:: DATA PROVIDED ::
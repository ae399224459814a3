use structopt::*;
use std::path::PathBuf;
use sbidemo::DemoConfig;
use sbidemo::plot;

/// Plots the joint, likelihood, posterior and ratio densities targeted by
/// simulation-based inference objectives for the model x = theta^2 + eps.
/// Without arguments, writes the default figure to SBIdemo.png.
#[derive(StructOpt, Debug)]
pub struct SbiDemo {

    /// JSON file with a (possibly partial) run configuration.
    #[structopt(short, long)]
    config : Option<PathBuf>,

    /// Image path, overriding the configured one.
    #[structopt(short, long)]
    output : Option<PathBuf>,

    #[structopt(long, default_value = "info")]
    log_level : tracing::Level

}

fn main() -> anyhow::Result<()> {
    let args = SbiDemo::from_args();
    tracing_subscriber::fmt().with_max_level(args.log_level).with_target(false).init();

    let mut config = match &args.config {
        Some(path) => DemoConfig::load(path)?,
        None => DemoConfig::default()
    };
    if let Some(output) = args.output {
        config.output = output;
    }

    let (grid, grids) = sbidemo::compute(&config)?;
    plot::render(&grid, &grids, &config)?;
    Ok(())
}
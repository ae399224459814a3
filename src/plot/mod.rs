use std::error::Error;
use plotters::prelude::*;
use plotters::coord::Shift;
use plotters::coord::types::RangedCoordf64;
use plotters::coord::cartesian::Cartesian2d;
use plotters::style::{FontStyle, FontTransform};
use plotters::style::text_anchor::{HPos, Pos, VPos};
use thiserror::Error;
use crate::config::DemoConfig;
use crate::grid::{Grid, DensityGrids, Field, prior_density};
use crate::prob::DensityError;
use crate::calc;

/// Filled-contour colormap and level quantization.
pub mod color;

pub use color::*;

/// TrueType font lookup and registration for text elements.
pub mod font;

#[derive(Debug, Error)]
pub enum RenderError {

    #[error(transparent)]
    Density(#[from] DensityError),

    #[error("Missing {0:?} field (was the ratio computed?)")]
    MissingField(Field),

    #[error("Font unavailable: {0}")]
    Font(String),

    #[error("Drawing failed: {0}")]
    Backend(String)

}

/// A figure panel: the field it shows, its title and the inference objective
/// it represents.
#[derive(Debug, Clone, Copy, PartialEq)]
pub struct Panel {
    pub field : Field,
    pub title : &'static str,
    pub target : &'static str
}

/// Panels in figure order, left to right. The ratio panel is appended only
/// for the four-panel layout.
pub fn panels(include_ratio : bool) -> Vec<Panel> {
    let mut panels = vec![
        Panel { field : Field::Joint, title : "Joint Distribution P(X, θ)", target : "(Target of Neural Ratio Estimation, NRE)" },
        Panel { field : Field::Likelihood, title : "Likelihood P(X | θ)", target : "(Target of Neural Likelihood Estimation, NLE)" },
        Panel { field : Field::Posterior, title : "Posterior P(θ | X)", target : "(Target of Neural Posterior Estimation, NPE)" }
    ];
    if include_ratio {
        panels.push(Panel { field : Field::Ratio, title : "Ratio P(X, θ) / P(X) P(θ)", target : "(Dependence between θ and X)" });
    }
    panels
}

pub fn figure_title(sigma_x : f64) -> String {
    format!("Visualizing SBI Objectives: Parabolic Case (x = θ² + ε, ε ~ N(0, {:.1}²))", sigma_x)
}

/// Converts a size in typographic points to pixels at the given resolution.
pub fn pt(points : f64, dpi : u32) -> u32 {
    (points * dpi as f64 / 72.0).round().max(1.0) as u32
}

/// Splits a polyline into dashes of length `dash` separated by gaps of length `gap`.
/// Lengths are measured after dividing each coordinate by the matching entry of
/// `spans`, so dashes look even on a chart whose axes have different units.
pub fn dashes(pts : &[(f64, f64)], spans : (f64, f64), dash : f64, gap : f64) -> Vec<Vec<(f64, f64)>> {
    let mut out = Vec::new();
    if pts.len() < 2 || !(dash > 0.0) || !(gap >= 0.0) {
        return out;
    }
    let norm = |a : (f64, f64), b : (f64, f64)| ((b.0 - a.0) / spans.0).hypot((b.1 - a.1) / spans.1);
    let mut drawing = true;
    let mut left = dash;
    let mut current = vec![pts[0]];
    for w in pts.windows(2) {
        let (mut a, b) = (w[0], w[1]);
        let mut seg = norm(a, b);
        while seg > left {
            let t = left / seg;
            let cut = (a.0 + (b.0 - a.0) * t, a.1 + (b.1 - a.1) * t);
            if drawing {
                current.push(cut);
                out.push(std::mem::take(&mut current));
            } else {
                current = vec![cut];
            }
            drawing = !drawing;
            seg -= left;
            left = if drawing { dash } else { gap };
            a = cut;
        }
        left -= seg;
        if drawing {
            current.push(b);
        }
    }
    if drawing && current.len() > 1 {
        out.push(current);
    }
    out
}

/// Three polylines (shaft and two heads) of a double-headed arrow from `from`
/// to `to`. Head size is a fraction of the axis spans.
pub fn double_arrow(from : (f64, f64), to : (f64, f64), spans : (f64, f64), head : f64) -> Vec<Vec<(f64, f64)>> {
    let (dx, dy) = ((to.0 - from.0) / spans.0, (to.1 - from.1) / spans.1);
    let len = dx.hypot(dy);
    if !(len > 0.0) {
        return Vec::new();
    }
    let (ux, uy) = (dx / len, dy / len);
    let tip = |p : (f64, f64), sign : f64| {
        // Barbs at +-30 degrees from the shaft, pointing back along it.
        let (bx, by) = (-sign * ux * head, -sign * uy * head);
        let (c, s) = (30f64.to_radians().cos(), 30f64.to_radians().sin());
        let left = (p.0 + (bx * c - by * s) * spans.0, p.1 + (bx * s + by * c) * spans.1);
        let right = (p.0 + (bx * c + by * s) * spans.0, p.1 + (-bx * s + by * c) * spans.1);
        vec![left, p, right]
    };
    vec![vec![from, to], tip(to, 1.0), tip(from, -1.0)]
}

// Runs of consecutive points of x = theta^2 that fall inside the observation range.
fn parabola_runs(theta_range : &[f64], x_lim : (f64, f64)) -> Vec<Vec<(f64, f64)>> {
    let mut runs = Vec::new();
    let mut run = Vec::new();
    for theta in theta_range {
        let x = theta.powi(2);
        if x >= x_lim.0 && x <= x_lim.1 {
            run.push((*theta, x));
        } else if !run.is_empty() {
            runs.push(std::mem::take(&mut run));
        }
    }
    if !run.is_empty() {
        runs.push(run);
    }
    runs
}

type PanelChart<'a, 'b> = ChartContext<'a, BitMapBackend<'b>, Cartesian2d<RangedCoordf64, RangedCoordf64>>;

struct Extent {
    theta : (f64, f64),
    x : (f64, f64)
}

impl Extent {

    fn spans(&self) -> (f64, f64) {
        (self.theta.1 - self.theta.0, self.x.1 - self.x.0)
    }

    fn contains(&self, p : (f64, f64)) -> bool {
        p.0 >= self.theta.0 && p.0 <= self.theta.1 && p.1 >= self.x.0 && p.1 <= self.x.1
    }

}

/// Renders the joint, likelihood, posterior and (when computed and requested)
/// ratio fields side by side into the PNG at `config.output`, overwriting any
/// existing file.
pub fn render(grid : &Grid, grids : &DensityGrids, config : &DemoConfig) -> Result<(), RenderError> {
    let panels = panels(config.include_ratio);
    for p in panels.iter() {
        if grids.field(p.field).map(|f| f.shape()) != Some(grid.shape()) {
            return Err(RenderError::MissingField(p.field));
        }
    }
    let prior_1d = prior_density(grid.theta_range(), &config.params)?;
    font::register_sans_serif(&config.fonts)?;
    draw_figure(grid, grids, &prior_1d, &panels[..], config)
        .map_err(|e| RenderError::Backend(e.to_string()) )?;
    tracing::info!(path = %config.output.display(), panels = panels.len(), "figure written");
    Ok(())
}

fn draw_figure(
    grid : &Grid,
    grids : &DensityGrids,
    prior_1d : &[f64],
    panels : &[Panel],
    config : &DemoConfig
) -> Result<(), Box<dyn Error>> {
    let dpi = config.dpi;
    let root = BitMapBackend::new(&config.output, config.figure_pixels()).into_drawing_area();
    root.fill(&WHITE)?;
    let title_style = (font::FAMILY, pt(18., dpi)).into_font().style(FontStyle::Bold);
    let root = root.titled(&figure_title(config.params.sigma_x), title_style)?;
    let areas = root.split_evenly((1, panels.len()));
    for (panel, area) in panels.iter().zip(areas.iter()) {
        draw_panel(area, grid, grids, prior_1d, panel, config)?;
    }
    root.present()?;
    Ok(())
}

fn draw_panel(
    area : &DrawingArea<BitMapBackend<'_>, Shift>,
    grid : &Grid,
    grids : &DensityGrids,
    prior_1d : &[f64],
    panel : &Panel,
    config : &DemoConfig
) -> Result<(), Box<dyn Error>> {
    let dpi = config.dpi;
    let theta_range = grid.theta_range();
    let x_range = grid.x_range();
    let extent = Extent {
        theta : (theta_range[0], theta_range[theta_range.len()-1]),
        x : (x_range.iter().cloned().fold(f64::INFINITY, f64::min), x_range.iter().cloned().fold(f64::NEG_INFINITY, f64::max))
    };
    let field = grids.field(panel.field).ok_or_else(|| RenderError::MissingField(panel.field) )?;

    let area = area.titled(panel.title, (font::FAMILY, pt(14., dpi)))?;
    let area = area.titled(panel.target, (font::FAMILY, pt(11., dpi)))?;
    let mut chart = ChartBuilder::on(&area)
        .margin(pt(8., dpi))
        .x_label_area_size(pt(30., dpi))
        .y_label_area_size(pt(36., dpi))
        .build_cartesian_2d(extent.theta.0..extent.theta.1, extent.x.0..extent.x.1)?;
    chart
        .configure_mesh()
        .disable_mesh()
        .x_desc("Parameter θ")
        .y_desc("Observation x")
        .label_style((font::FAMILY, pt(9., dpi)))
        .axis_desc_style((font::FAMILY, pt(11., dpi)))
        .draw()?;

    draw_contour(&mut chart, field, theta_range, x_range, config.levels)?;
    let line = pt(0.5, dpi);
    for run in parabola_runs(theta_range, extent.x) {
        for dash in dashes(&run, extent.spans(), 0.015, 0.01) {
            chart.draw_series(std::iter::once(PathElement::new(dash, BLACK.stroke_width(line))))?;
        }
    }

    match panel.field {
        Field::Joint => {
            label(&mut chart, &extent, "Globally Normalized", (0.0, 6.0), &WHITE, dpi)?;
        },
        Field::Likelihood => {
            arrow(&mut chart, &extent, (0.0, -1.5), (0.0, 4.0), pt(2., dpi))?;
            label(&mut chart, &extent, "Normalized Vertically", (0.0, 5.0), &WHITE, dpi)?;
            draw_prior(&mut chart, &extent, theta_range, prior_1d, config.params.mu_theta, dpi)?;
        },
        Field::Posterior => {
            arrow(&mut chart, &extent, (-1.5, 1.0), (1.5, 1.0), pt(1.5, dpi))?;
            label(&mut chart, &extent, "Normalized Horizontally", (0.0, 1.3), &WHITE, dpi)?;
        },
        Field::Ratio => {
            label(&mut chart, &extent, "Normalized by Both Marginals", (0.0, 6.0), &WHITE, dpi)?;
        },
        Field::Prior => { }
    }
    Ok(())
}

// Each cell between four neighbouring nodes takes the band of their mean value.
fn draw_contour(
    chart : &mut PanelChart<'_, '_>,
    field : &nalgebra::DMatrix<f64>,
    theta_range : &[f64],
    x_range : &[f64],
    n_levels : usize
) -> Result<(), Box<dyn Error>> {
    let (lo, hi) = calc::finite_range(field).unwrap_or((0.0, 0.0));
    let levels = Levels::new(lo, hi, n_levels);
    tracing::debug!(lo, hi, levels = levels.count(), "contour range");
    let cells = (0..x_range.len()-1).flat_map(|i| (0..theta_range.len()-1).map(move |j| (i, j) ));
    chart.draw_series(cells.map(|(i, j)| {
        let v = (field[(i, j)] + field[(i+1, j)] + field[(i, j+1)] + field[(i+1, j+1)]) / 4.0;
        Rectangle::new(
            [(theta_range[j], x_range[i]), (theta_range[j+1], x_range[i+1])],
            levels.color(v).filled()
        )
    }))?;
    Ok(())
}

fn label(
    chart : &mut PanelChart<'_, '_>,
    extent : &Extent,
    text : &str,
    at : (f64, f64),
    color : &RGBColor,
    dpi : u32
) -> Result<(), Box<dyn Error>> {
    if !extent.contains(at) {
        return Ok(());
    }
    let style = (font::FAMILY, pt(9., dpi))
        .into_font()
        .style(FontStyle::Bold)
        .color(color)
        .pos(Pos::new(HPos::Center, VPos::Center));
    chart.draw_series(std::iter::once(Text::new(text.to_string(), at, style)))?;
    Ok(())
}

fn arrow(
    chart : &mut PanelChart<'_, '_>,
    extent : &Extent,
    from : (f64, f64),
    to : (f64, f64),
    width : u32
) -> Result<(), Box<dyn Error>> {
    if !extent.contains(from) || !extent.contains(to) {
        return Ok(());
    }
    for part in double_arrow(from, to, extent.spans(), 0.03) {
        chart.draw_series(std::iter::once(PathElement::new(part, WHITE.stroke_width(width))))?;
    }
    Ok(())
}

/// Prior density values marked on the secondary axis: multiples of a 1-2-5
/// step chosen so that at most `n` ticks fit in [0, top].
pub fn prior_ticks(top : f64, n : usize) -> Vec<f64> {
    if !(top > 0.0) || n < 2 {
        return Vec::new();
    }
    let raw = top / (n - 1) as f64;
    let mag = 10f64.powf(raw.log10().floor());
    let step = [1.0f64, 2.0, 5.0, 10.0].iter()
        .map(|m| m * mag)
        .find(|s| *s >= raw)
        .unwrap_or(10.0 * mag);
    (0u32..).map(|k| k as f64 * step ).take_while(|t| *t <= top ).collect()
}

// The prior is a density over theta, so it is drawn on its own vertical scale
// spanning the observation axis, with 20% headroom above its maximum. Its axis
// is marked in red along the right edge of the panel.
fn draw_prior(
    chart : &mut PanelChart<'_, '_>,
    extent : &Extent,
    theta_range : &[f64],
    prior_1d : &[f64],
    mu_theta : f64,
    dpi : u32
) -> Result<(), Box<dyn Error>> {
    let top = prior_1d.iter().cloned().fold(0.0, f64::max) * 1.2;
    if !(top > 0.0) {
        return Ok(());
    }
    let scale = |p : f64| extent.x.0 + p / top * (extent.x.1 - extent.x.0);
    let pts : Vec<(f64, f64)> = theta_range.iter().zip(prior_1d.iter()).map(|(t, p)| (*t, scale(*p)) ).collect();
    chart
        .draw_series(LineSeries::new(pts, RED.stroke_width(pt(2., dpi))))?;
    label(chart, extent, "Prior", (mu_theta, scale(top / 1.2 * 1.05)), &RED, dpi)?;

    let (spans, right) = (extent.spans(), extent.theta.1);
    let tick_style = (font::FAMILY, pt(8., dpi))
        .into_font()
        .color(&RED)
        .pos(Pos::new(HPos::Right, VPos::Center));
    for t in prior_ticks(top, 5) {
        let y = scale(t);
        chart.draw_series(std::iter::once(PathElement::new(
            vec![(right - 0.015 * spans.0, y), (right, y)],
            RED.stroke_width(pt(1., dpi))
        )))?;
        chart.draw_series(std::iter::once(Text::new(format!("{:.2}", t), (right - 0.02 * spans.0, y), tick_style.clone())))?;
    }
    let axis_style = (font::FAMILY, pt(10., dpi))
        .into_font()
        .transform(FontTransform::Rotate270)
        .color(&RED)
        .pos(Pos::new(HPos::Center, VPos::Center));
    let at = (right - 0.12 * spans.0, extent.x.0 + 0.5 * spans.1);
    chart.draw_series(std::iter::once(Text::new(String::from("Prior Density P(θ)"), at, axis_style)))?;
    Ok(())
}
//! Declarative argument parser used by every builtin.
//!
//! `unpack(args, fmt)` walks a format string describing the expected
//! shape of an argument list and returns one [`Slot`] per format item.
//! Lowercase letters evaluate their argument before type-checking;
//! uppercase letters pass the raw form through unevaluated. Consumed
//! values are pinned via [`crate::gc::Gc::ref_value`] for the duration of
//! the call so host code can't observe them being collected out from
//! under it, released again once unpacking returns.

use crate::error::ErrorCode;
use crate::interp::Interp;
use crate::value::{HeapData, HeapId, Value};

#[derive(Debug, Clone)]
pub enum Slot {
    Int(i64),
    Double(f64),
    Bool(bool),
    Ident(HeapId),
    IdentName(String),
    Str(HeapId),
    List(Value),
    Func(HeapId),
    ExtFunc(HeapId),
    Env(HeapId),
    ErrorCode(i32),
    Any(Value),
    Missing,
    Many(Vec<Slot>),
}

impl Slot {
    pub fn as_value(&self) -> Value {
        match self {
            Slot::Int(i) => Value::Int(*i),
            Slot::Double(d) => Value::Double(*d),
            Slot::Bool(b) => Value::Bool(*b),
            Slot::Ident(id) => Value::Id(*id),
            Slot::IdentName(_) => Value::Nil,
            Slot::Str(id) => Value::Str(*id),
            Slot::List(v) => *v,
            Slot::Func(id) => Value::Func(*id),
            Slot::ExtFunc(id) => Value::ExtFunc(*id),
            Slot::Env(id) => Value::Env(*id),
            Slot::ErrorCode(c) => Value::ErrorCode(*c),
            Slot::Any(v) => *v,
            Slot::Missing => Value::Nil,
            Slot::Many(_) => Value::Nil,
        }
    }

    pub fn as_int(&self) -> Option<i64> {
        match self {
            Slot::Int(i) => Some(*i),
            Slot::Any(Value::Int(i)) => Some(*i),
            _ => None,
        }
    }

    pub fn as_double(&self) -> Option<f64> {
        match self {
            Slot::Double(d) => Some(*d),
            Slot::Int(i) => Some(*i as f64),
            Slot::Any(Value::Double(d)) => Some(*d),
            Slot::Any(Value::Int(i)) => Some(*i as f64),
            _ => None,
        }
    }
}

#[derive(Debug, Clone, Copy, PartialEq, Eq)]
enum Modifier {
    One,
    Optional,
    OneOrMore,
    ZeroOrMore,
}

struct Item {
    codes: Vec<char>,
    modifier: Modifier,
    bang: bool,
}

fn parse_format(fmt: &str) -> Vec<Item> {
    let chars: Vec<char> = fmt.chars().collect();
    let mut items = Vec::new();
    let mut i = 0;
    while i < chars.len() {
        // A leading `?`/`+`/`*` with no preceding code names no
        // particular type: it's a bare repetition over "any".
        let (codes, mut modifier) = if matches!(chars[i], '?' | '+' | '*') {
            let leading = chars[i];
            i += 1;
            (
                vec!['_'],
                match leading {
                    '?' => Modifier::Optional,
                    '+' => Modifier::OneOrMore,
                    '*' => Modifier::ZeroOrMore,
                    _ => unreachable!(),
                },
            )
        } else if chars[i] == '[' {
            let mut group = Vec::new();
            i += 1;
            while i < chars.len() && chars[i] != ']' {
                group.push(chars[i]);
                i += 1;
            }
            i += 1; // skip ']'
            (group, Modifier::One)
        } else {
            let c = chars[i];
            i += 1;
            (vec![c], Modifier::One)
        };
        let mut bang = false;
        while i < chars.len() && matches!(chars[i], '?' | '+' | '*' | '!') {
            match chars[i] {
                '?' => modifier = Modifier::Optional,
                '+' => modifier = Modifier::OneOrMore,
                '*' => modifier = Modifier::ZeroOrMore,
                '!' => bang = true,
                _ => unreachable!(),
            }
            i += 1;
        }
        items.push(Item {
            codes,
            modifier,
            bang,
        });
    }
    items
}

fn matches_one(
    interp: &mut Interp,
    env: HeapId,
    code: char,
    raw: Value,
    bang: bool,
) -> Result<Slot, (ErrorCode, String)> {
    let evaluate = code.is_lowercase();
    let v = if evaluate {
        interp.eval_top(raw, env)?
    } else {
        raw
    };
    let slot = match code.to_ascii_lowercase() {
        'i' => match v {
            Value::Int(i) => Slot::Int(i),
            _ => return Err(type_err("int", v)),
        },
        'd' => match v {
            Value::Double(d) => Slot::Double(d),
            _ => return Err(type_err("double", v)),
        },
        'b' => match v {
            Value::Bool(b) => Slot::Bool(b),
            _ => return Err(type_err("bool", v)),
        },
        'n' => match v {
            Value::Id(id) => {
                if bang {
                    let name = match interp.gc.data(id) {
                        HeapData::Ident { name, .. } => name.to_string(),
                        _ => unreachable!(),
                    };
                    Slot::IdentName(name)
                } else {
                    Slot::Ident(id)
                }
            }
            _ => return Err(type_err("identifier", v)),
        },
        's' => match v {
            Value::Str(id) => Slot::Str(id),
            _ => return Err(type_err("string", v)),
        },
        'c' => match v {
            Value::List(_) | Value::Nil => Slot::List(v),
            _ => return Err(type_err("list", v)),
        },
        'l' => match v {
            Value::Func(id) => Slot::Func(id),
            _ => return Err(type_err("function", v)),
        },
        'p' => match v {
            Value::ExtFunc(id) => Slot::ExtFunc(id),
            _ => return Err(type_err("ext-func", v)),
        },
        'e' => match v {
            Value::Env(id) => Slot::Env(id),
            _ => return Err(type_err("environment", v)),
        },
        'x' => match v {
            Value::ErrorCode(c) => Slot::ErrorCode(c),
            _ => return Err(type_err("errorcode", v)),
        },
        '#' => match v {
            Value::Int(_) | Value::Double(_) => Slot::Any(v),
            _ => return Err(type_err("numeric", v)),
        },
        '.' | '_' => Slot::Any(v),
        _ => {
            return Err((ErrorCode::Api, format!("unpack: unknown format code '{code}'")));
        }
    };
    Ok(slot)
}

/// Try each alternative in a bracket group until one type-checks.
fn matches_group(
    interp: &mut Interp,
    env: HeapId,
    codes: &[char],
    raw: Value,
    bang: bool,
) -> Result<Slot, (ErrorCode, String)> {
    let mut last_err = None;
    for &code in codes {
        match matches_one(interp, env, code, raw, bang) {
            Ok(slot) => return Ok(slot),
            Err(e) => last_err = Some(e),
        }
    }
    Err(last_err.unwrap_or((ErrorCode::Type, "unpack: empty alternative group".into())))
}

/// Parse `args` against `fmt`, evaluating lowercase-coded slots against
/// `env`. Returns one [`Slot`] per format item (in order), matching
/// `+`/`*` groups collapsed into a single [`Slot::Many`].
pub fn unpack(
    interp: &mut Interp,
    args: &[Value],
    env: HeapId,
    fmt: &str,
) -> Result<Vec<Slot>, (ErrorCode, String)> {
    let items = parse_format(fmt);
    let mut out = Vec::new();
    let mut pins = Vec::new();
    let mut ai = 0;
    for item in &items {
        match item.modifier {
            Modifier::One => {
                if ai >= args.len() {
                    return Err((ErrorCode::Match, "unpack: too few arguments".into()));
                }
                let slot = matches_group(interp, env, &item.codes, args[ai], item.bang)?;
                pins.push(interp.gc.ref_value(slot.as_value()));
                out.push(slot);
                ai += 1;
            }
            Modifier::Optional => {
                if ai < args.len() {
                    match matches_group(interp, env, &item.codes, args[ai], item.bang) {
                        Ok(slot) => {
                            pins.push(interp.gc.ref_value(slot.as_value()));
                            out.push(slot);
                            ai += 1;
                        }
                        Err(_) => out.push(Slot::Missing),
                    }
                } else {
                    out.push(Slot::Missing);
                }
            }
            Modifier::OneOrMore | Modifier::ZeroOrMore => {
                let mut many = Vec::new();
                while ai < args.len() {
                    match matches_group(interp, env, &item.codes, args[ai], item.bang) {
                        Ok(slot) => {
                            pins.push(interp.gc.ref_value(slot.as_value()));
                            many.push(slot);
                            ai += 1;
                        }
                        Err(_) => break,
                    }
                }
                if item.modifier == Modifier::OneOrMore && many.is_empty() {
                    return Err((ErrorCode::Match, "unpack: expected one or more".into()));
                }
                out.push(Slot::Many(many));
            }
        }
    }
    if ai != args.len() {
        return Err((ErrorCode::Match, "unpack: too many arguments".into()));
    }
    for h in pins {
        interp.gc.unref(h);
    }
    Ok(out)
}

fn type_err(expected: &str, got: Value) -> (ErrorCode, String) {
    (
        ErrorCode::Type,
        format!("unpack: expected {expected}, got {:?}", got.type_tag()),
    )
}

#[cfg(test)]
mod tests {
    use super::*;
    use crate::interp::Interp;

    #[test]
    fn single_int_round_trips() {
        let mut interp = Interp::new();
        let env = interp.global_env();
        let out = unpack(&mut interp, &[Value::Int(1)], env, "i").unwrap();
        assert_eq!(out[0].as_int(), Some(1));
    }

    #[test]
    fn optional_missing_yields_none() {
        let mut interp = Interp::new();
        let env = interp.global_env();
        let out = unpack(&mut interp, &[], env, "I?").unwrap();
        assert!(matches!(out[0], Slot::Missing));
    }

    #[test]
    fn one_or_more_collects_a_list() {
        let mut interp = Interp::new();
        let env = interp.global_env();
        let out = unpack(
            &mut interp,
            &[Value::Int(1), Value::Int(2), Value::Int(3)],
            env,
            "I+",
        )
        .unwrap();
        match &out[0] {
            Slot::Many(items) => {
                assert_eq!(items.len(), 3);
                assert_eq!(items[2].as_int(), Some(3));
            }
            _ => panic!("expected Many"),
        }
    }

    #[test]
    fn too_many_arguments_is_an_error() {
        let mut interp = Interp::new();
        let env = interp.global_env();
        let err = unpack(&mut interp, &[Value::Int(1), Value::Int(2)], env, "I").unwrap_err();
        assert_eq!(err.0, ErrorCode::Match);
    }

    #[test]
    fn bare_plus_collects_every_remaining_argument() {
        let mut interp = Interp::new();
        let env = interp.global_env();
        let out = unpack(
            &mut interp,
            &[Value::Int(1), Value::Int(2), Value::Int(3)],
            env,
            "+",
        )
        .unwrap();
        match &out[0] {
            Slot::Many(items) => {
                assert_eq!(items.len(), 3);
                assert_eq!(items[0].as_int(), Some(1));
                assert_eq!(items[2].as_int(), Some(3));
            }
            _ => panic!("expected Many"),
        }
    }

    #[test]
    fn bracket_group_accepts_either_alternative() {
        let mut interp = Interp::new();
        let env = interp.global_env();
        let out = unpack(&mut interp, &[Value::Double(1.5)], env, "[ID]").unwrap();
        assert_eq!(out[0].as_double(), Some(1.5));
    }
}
:::
_WHAT THE TASK ASKS_
If the string "self" appears in a line of the entries, report the line.

_RESPONSE TO THIS TASK_
    fn spans(&self) -> (f64, f64) {
        (self.theta.1 - self.theta.0, self.x.1 - self.x.0)
    fn contains(&self, p : (f64, f64)) -> bool {
        p.0 >= self.theta.0 && p.0 <= self.theta.1 && p.1 >= self.x.0 && p.1 <= self.x.1
    pub fn as_value(&self) -> Value {
        match self {
    pub fn as_int(&self) -> Option<i64> {
        match self {
    pub fn as_double(&self) -> Option<f64> {
        match self {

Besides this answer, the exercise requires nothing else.